Cluster Options / Custom image

Before spinning up a cluster you can also define your ‘cluster_options’, allowing you to define a custom image for your dask cluster.

# Define cluster options
cluster_options = gate.cluster_options()

# Specify the Docker image to use for the workers
cluster_options.image = "repository.io/organisation/cluster_image:tag"

# Create a new cluster with the specified options
cluster = gate.new_cluster(cluster_options)
cluster

If you want to use the default image you can just use this code.

cluster = gate.new_cluster()
cluster

Cluster Object

When running the lines above, you’ll be presented with the following interface:

Cluster UI

This UI allows you to quickly scale the amount of workers you need.

Alternatively you can also use the following lines of code for scaling:

cluster.scale(2)

cluster.adapt(minimum=1, maximum=2)

Cluster options allow you to

Next, you’ll have to create a dask client object, this is the last step before we can start working with our cluster.

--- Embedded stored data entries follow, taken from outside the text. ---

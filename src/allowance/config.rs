//! Per-member rules for carving personal allowances out of household income.

use std::fmt::Display;

use rusqlite::{
    Connection, Row,
    types::{FromSql, FromSqlError, FromSqlResult, ToSql, ToSqlOutput, ValueRef},
};
use serde::{Deserialize, Serialize};

use crate::{Error, database_id::MemberId, member::get_member};

/// The share of income given to every member when no rule has been configured.
pub const DEFAULT_ALLOWANCE_PERCENTAGE: f64 = 0.2;

/// How an allowance is derived from income.
#[derive(Debug, Clone, Copy, PartialEq, Eq, Hash, Serialize, Deserialize)]
#[serde(rename_all = "lowercase")]
pub enum AllowanceType {
    /// A fraction between 0 and 1 of the income left after fixed allowances.
    Percentage,
    /// A fixed currency amount per income event.
    Fixed,
}

impl AllowanceType {
    fn as_str(&self) -> &'static str {
        match self {
            AllowanceType::Percentage => "percentage",
            AllowanceType::Fixed => "fixed",
        }
    }
}

impl Display for AllowanceType {
    fn fmt(&self, f: &mut std::fmt::Formatter<'_>) -> std::fmt::Result {
        write!(f, "{}", self.as_str())
    }
}

impl ToSql for AllowanceType {
    fn to_sql(&self) -> rusqlite::Result<ToSqlOutput<'_>> {
        Ok(ToSqlOutput::from(self.as_str()))
    }
}

impl FromSql for AllowanceType {
    fn column_result(value: ValueRef<'_>) -> FromSqlResult<Self> {
        match value.as_str()? {
            "percentage" => Ok(AllowanceType::Percentage),
            "fixed" => Ok(AllowanceType::Fixed),
            _ => Err(FromSqlError::InvalidType),
        }
    }
}

/// A member's allowance rule.
#[derive(Debug, Clone, PartialEq, Serialize, Deserialize)]
pub struct AllowanceConfig {
    /// The member the rule applies to.
    pub member_id: MemberId,
    /// Whether `value` is a fraction or an amount.
    pub allowance_type: AllowanceType,
    /// A fraction in `0..=1` for percentage rules, a currency amount for fixed rules.
    pub value: f64,
    /// Inactive rules are ignored when income is processed.
    pub is_active: bool,
}

impl AllowanceConfig {
    /// Check that `value` makes sense for the rule's type.
    ///
    /// # Errors
    /// Returns an [Error::Validation] if a percentage is outside `0..=1` or a
    /// fixed amount is negative.
    pub fn validate(&self) -> Result<(), Error> {
        if !self.value.is_finite() {
            return Err(Error::Validation(format!(
                "allowance value {} is not a number",
                self.value
            )));
        }

        match self.allowance_type {
            AllowanceType::Percentage if !(0.0..=1.0).contains(&self.value) => {
                Err(Error::Validation(format!(
                    "percentage allowance {} must be between 0 and 1",
                    self.value
                )))
            }
            AllowanceType::Fixed if self.value < 0.0 => Err(Error::Validation(format!(
                "fixed allowance {} cannot be negative",
                self.value
            ))),
            _ => Ok(()),
        }
    }
}

/// Create the allowance config table. Each member has at most one rule.
pub fn create_allowance_config_table(connection: &Connection) -> Result<(), rusqlite::Error> {
    connection.execute(
        "CREATE TABLE IF NOT EXISTS allowance_config (
            id INTEGER PRIMARY KEY,
            member_id INTEGER NOT NULL UNIQUE,
            allowance_type TEXT NOT NULL CHECK (allowance_type IN ('percentage', 'fixed')),
            value REAL NOT NULL,
            is_active INTEGER NOT NULL DEFAULT 1,
            FOREIGN KEY(member_id) REFERENCES member(id) ON UPDATE CASCADE ON DELETE CASCADE
        )",
        (),
    )?;

    Ok(())
}

/// Create or replace the allowance rule for `config.member_id`.
///
/// # Errors
/// Returns an [Error::Validation] if the rule is invalid, or
/// [Error::NotFound] if the member does not exist.
pub fn set_allowance_config(
    config: AllowanceConfig,
    connection: &Connection,
) -> Result<AllowanceConfig, Error> {
    config.validate()?;
    get_member(config.member_id, connection)?;

    connection.execute(
        "INSERT INTO allowance_config (member_id, allowance_type, value, is_active)
         VALUES (?1, ?2, ?3, ?4)
         ON CONFLICT(member_id) DO UPDATE SET
            allowance_type = excluded.allowance_type,
            value = excluded.value,
            is_active = excluded.is_active",
        (
            config.member_id,
            config.allowance_type,
            config.value,
            config.is_active,
        ),
    )?;

    tracing::info!(
        "Set {} allowance of {} for member {}",
        config.allowance_type,
        config.value,
        config.member_id
    );

    Ok(config)
}

/// Retrieve every allowance rule, active or not, ordered by member.
pub fn get_allowance_configs(connection: &Connection) -> Result<Vec<AllowanceConfig>, Error> {
    connection
        .prepare(
            "SELECT member_id, allowance_type, value, is_active FROM allowance_config
             ORDER BY member_id ASC",
        )?
        .query_map([], map_row)?
        .map(|maybe_config| maybe_config.map_err(|error| error.into()))
        .collect()
}

/// Retrieve the active allowance rules, ordered by member.
pub fn get_active_allowance_configs(
    connection: &Connection,
) -> Result<Vec<AllowanceConfig>, Error> {
    connection
        .prepare(
            "SELECT member_id, allowance_type, value, is_active FROM allowance_config
             WHERE is_active = 1
             ORDER BY member_id ASC",
        )?
        .query_map([], map_row)?
        .map(|maybe_config| maybe_config.map_err(|error| error.into()))
        .collect()
}

/// Give every member without a rule the default rule, but only when no active rule exists at all.
///
/// Members that have a deactivated rule keep it. Calling this more than once
/// has no further effect. Returns the number of rules created.
pub fn ensure_default_configs(connection: &Connection) -> Result<usize, Error> {
    let created = connection.execute(
        "INSERT INTO allowance_config (member_id, allowance_type, value, is_active)
         SELECT id, 'percentage', ?1, 1 FROM member
         WHERE NOT EXISTS (SELECT 1 FROM allowance_config WHERE is_active = 1)
         ON CONFLICT(member_id) DO NOTHING",
        [DEFAULT_ALLOWANCE_PERCENTAGE],
    )?;

    if created > 0 {
        tracing::info!(
            "No active allowance rules, created {created} default rules of {}%",
            DEFAULT_ALLOWANCE_PERCENTAGE * 100.0
        );
    }

    Ok(created)
}

fn map_row(row: &Row) -> Result<AllowanceConfig, rusqlite::Error> {
    Ok(AllowanceConfig {
        member_id: row.get(0)?,
        allowance_type: row.get(1)?,
        value: row.get(2)?,
        is_active: row.get(3)?,
    })
}
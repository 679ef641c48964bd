//! The API endpoints URIs.
//!
//! For endpoints that take a parameter, e.g., '/api/expenses/{expense_id}', use [format_endpoint].

/// The route for listing and creating household members.
pub const MEMBERS: &str = "/api/members";
/// The route for listing and setting allowance rules.
pub const ALLOWANCE_CONFIGS: &str = "/api/allowance_configs";
/// The route for giving every member the default allowance rule.
pub const DEFAULT_ALLOWANCE_CONFIGS: &str = "/api/allowance_configs/defaults";
/// The route for processing income.
pub const INCOMES: &str = "/api/incomes";
/// The route for listing the personal allowances of a month.
pub const ALLOWANCES: &str = "/api/allowances";
/// The route for paying an expense out of a personal allowance.
pub const ALLOWANCE_DEDUCTIONS: &str = "/api/allowances/deductions";
/// The route for creating expenses.
pub const EXPENSES: &str = "/api/expenses";
/// The route to access a single expense.
pub const EXPENSE: &str = "/api/expenses/{expense_id}";
/// The route for paying an expense out of the pool.
pub const EXPENSE_POOL_PAYMENT: &str = "/api/expenses/{expense_id}/pool_payment";
/// The route for marking an expense as owed back to the member who paid it.
pub const EXPENSE_REIMBURSEMENT: &str = "/api/expenses/{expense_id}/reimbursement";
/// The route for splitting an expense between household members.
pub const EXPENSE_SPLITS: &str = "/api/expenses/{expense_id}/splits";
/// The route to access a single reimbursement.
pub const REIMBURSEMENT: &str = "/api/reimbursements/{reimbursement_id}";
/// The route for paying back a reimbursement from the pool.
pub const SETTLE_REIMBURSEMENT: &str = "/api/reimbursements/{reimbursement_id}/settle";
/// The route for reversing a reimbursement settlement.
pub const UNSETTLE_REIMBURSEMENT: &str = "/api/reimbursements/{reimbursement_id}/unsettle";
/// The route for the shared pool summary of a month.
pub const POOL_SUMMARY: &str = "/api/pool/summary";
/// The route for setting a member's split ratio.
pub const SPLIT_CONFIGS: &str = "/api/split_configs";
/// The route for the pairwise balances of a household.
pub const HOUSEHOLD_BALANCES: &str = "/api/households/{household_id}/balances";
/// The route for settling the debts between two members.
pub const DEBT_SETTLEMENTS: &str = "/api/debt_settlements";

/// Replace the parameter in `endpoint_path` with `id`.
///
/// A parameter is a string that starts with a left brace, followed by
/// lowercase letters or underscores, and ends with a right brace.
/// For example, in the endpoint path '/users/{user_id}', '{user_id}' is the parameter.
///
/// This function assumes that an endpoint path only contains ASCII characters
/// and a single parameter.
///
/// If no parameter is found in `endpoint_path`, the function returns the
/// the original `endpoint_path`.
pub fn format_endpoint(endpoint_path: &str, id: i64) -> String {
    let mut param_start = None;
    let mut param_end = None;

    for (i, c) in endpoint_path.chars().enumerate() {
        if c == '{' {
            param_start = Some(i);
        } else if param_start.is_some() && c == '}' {
            param_end = Some(i + 1);
            break;
        }
    }

    let param_start = match param_start {
        Some(start) => start,
        None => return endpoint_path.to_string(),
    };

    let param_end = param_end.unwrap_or(endpoint_path.len());

    format!(
        "{}{}{}",
        &endpoint_path[..param_start],
        id,
        &endpoint_path[param_end..]
    )
}
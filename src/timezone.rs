use time::{Date, OffsetDateTime, UtcOffset};
use time_tz::{Offset, TimeZone};

use crate::Error;

/// Get the current UTC offset of the timezone `canonical_timezone`, e.g. "Pacific/Auckland".
pub fn get_local_offset(canonical_timezone: &str) -> Option<UtcOffset> {
    time_tz::timezones::get_by_name(canonical_timezone)
        .map(|tz| tz.get_offset_utc(&OffsetDateTime::now_utc()).to_utc())
}

/// The current date and time in the timezone `canonical_timezone`.
///
/// # Errors
/// Returns an [Error::InvalidTimezoneError] if `canonical_timezone` is not a
/// known timezone.
pub(crate) fn local_now(canonical_timezone: &str) -> Result<OffsetDateTime, Error> {
    let offset = get_local_offset(canonical_timezone)
        .ok_or_else(|| Error::InvalidTimezoneError(canonical_timezone.to_owned()))?;

    Ok(OffsetDateTime::now_utc().to_offset(offset))
}

/// Today's date in the timezone `canonical_timezone`.
pub(crate) fn local_today(canonical_timezone: &str) -> Result<Date, Error> {
    local_now(canonical_timezone).map(|now| now.date())
}
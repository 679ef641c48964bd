//! The personal allowance ledger: one row per member per month.
//!
//! `remaining` is maintained incrementally as `allocated + carried_over - spent`.
//! When a member's row for a month is first created, whatever was left over
//! (or overspent) in the previous month is carried over into it.

use rusqlite::{Connection, OptionalExtension, Row};
use serde::{Deserialize, Serialize};

use crate::{
    Error,
    database_id::{DatabaseId, MemberId},
    period::Month,
};

/// A member's allowance for one month.
#[derive(Debug, Clone, PartialEq, Serialize, Deserialize)]
pub struct PersonalAllowance {
    /// The row ID.
    pub id: DatabaseId,
    /// The member the allowance belongs to.
    pub member_id: MemberId,
    /// The month the allowance is for.
    pub month: Month,
    /// The total granted this month.
    pub allocated: f64,
    /// The total spent this month.
    pub spent: f64,
    /// What is left to spend. Negative when overspent.
    pub remaining: f64,
    /// The previous month's remaining amount at the time this row was created.
    pub carried_over: f64,
    /// The amount the following month pulled out of this one, once that month exists.
    pub carried_to: Option<f64>,
}

const SELECT_COLUMNS: &str =
    "id, member_id, month, allocated, spent, remaining, carried_over, carried_to";

/// Create the personal allowance table.
pub fn create_personal_allowance_table(connection: &Connection) -> Result<(), rusqlite::Error> {
    connection.execute_batch(
        "CREATE TABLE IF NOT EXISTS personal_allowance (
            id INTEGER PRIMARY KEY,
            member_id INTEGER NOT NULL,
            month TEXT NOT NULL,
            allocated REAL NOT NULL DEFAULT 0,
            spent REAL NOT NULL DEFAULT 0,
            remaining REAL NOT NULL DEFAULT 0,
            carried_over REAL NOT NULL DEFAULT 0,
            carried_to REAL,
            UNIQUE(member_id, month),
            FOREIGN KEY(member_id) REFERENCES member(id) ON UPDATE CASCADE ON DELETE CASCADE
        );

        CREATE INDEX IF NOT EXISTS idx_personal_allowance_month ON personal_allowance(month);",
    )?;

    Ok(())
}

/// Retrieve a member's allowance for `month`.
///
/// # Errors
/// Returns [Error::NotFound] if the member has no allowance for `month`.
pub fn get_personal_allowance(
    member_id: MemberId,
    month: Month,
    connection: &Connection,
) -> Result<PersonalAllowance, Error> {
    find_personal_allowance(member_id, month, connection)?.ok_or(Error::NotFound)
}

/// Retrieve every member's allowance for `month`, ordered by member.
pub fn get_personal_allowances_for_month(
    month: Month,
    connection: &Connection,
) -> Result<Vec<PersonalAllowance>, Error> {
    connection
        .prepare(&format!(
            "SELECT {SELECT_COLUMNS} FROM personal_allowance WHERE month = ?1 ORDER BY member_id ASC"
        ))?
        .query_map([month], map_row)?
        .map(|maybe_allowance| maybe_allowance.map_err(|error| error.into()))
        .collect()
}

/// Get a member's allowance for `month`, creating it if it does not exist.
///
/// A new row starts with the previous month's `remaining` as both its
/// `carried_over` and `remaining` amounts (zero if the member has no row for
/// the previous month), and the previous month's row records the amount in
/// `carried_to`.
///
/// Should be called inside a transaction so the carry-over and the new row are
/// written together.
pub fn resolve_or_create_allowance(
    member_id: MemberId,
    month: Month,
    connection: &Connection,
) -> Result<PersonalAllowance, Error> {
    if let Some(allowance) = find_personal_allowance(member_id, month, connection)? {
        return Ok(allowance);
    }

    let previous = find_personal_allowance(member_id, month.previous(), connection)?;
    let carried_over = previous
        .as_ref()
        .map(|allowance| allowance.remaining)
        .unwrap_or(0.0);

    let allowance = connection.query_row(
        &format!(
            "INSERT INTO personal_allowance (member_id, month, allocated, spent, remaining, carried_over)
             VALUES (?1, ?2, 0, 0, ?3, ?3)
             RETURNING {SELECT_COLUMNS}"
        ),
        (member_id, month, carried_over),
        map_row,
    )?;

    if let Some(previous) = previous {
        connection.execute(
            "UPDATE personal_allowance SET carried_to = ?1 WHERE id = ?2",
            (carried_over, previous.id),
        )?;
    }

    tracing::debug!(
        "Created allowance for member {member_id} in {month} with €{carried_over:.2} carried over"
    );

    Ok(allowance)
}

/// Grant `amount` more to the allowance `allowance_id`.
pub(crate) fn add_allocation(
    allowance_id: DatabaseId,
    amount: f64,
    connection: &Connection,
) -> Result<PersonalAllowance, Error> {
    connection
        .query_row(
            &format!(
                "UPDATE personal_allowance
                 SET allocated = allocated + ?1, remaining = remaining + ?1
                 WHERE id = ?2
                 RETURNING {SELECT_COLUMNS}"
            ),
            (amount, allowance_id),
            map_row,
        )
        .map_err(|error| error.into())
}

/// Record `amount` spent from the allowance `allowance_id`.
///
/// `remaining` is allowed to go negative.
pub(crate) fn record_spend(
    allowance_id: DatabaseId,
    amount: f64,
    connection: &Connection,
) -> Result<PersonalAllowance, Error> {
    connection
        .query_row(
            &format!(
                "UPDATE personal_allowance
                 SET spent = spent + ?1, remaining = remaining - ?1
                 WHERE id = ?2
                 RETURNING {SELECT_COLUMNS}"
            ),
            (amount, allowance_id),
            map_row,
        )
        .map_err(|error| error.into())
}

fn find_personal_allowance(
    member_id: MemberId,
    month: Month,
    connection: &Connection,
) -> Result<Option<PersonalAllowance>, Error> {
    connection
        .query_row(
            &format!(
                "SELECT {SELECT_COLUMNS} FROM personal_allowance WHERE member_id = ?1 AND month = ?2"
            ),
            (member_id, month),
            map_row,
        )
        .optional()
        .map_err(|error| error.into())
}

fn map_row(row: &Row) -> Result<PersonalAllowance, rusqlite::Error> {
    Ok(PersonalAllowance {
        id: row.get(0)?,
        member_id: row.get(1)?,
        month: row.get(2)?,
        allocated: row.get(3)?,
        spent: row.get(4)?,
        remaining: row.get(5)?,
        carried_over: row.get(6)?,
        carried_to: row.get(7)?,
    })
}

#[cfg(test)]
mod tests {
    use rusqlite::Connection;

    use crate::{
        Error,
        db::initialize,
        member::{MemberName, create_member},
        period::Month,
    };

    use super::{
        add_allocation, get_personal_allowance, get_personal_allowances_for_month, record_spend,
        resolve_or_create_allowance,
    };

    /// A connection with two members, IDs 1 and 2.
    fn get_test_connection() -> Connection {
        let connection = Connection::open_in_memory().unwrap();
        initialize(&connection).unwrap();
        create_member(MemberName::new_unchecked("Alice"), 1, &connection).unwrap();
        create_member(MemberName::new_unchecked("Bob"), 1, &connection).unwrap();
        connection
    }

    fn month(s: &str) -> Month {
        s.parse().unwrap()
    }

    #[test]
    fn first_allowance_has_no_carry_over() {
        let connection = get_test_connection();

        let allowance = resolve_or_create_allowance(1, month("2025-01"), &connection).unwrap();

        assert_eq!(allowance.allocated, 0.0);
        assert_eq!(allowance.spent, 0.0);
        assert_eq!(allowance.remaining, 0.0);
        assert_eq!(allowance.carried_over, 0.0);
        assert_eq!(allowance.carried_to, None);
    }

    #[test]
    fn resolve_returns_existing_row() {
        let connection = get_test_connection();
        let created = resolve_or_create_allowance(1, month("2025-01"), &connection).unwrap();
        let updated = add_allocation(created.id, 50.0, &connection).unwrap();

        let resolved = resolve_or_create_allowance(1, month("2025-01"), &connection).unwrap();

        assert_eq!(resolved, updated);
    }

    #[test]
    fn new_month_carries_over_previous_remaining() {
        let connection = get_test_connection();
        let january = resolve_or_create_allowance(1, month("2025-01"), &connection).unwrap();
        add_allocation(january.id, 200.0, &connection).unwrap();
        record_spend(january.id, 75.0, &connection).unwrap();

        let february = resolve_or_create_allowance(1, month("2025-02"), &connection).unwrap();

        assert_eq!(february.carried_over, 125.0);
        assert_eq!(february.remaining, 125.0);
        assert_eq!(february.allocated, 0.0);
        let january = get_personal_allowance(1, month("2025-01"), &connection).unwrap();
        assert_eq!(january.carried_to, Some(125.0));
    }

    #[test]
    fn overspending_carries_over_as_debt() {
        let connection = get_test_connection();
        let december = resolve_or_create_allowance(1, month("2025-12"), &connection).unwrap();
        record_spend(december.id, 40.0, &connection).unwrap();

        let next = resolve_or_create_allowance(1, month("2026-01"), &connection).unwrap();

        assert_eq!(next.carried_over, -40.0);
        assert_eq!(next.remaining, -40.0);
    }

    #[test]
    fn carry_over_only_comes_from_the_immediately_preceding_month() {
        let connection = get_test_connection();
        let january = resolve_or_create_allowance(1, month("2025-01"), &connection).unwrap();
        add_allocation(january.id, 100.0, &connection).unwrap();

        let march = resolve_or_create_allowance(1, month("2025-03"), &connection).unwrap();

        assert_eq!(march.carried_over, 0.0);
    }

    #[test]
    fn carry_over_is_per_member() {
        let connection = get_test_connection();
        let alice = resolve_or_create_allowance(1, month("2025-01"), &connection).unwrap();
        add_allocation(alice.id, 100.0, &connection).unwrap();

        let bob = resolve_or_create_allowance(2, month("2025-02"), &connection).unwrap();

        assert_eq!(bob.carried_over, 0.0);
    }

    #[test]
    fn remaining_tracks_allocations_and_spending() {
        let connection = get_test_connection();
        let allowance = resolve_or_create_allowance(1, month("2025-01"), &connection).unwrap();

        add_allocation(allowance.id, 100.0, &connection).unwrap();
        add_allocation(allowance.id, 50.0, &connection).unwrap();
        let allowance = record_spend(allowance.id, 30.0, &connection).unwrap();

        assert_eq!(allowance.allocated, 150.0);
        assert_eq!(allowance.spent, 30.0);
        assert_eq!(allowance.remaining, 120.0);
    }

    #[test]
    fn missing_allowance_is_not_found() {
        let connection = get_test_connection();

        let result = get_personal_allowance(1, month("2025-01"), &connection);

        assert_eq!(result, Err(Error::NotFound));
    }

    #[test]
    fn allowances_for_month_are_filtered() {
        let connection = get_test_connection();
        let alice = resolve_or_create_allowance(1, month("2025-01"), &connection).unwrap();
        let bob = resolve_or_create_allowance(2, month("2025-01"), &connection).unwrap();
        resolve_or_create_allowance(1, month("2025-04"), &connection).unwrap();

        let allowances = get_personal_allowances_for_month(month("2025-01"), &connection);

        assert_eq!(allowances, Ok(vec![alice, bob]));
    }
}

client = cluster.get_client()

client

This should also give you an url giving you access to your Dask Dashboard.
This gives you an overview of the workers and workloads in your dask cluster.
There’s also a JupyterHub Extension giving you the same overview inside of your JupyterLab.

Dask Dashboard

The following code-blocks outline a rudimentary workflow to get you going with Dask.

Here we create an array of random numbers, add it to its own transposition and then calculate the mean across a slice of the data.

import dask.array as da

x = da.random.random((10000, 10000), chunks=(1000, 1000))

y = x + x.T
z = y[::2, 5000:].mean(axis=1)
z

Until now this has all been done lazily, in order to actually get our results

result = z.compute()

In your dashboard you will see the task stream filling up, and once the computation is done you can keep using the resulting data locally.

Task Stream

Cleanup

Make sure to shut down your cluster when you’re done working with it.

cluster.shutdown()

Summary

This notebook explained how to interact with the Dask services available through the EOPF Sample Service.